--- Material for this exercise Enclosed Below ---

// Modules
pub mod cluster;
pub mod config;
pub mod constants;
pub mod context;
pub mod data;
pub mod errors;
pub mod evaluate;
pub mod fairness;
pub mod label_distance;
pub mod metrics;
pub mod model;
pub mod optim;
pub mod pipeline;
pub mod sampler;
pub mod train;
pub mod utils;

// Individual classes, and functions
pub use cluster::{ClusterAssignment, Dendrogram};
pub use config::TrainConfig;
pub use context::ExecutionContext;
pub use data::{DataSplit, Matrix};
pub use errors::FairVaeError;
pub use model::{LatentModel, MpVae};
pub use pipeline::{run, train_fair_through_regularize};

--- End of Enclosed Material for this exercise ---

> _What to work on_:
All of the lines above must be returned exactly as they stand.

> _Answer space_:
// Modules
pub mod cluster;
pub mod config;
pub mod constants;
pub mod context;
pub mod data;
pub mod errors;
pub mod evaluate;
pub mod fairness;
pub mod label_distance;
pub mod metrics;
pub mod model;
pub mod optim;
pub mod pipeline;
pub mod sampler;
pub mod train;
pub mod utils;

// Individual classes, and functions
pub use cluster::{ClusterAssignment, Dendrogram};
pub use config::TrainConfig;
pub use context::ExecutionContext;
pub use data::{DataSplit, Matrix};
pub use errors::FairVaeError;
pub use model::{LatentModel, MpVae};
pub use pipeline::{run, train_fair_through_regularize};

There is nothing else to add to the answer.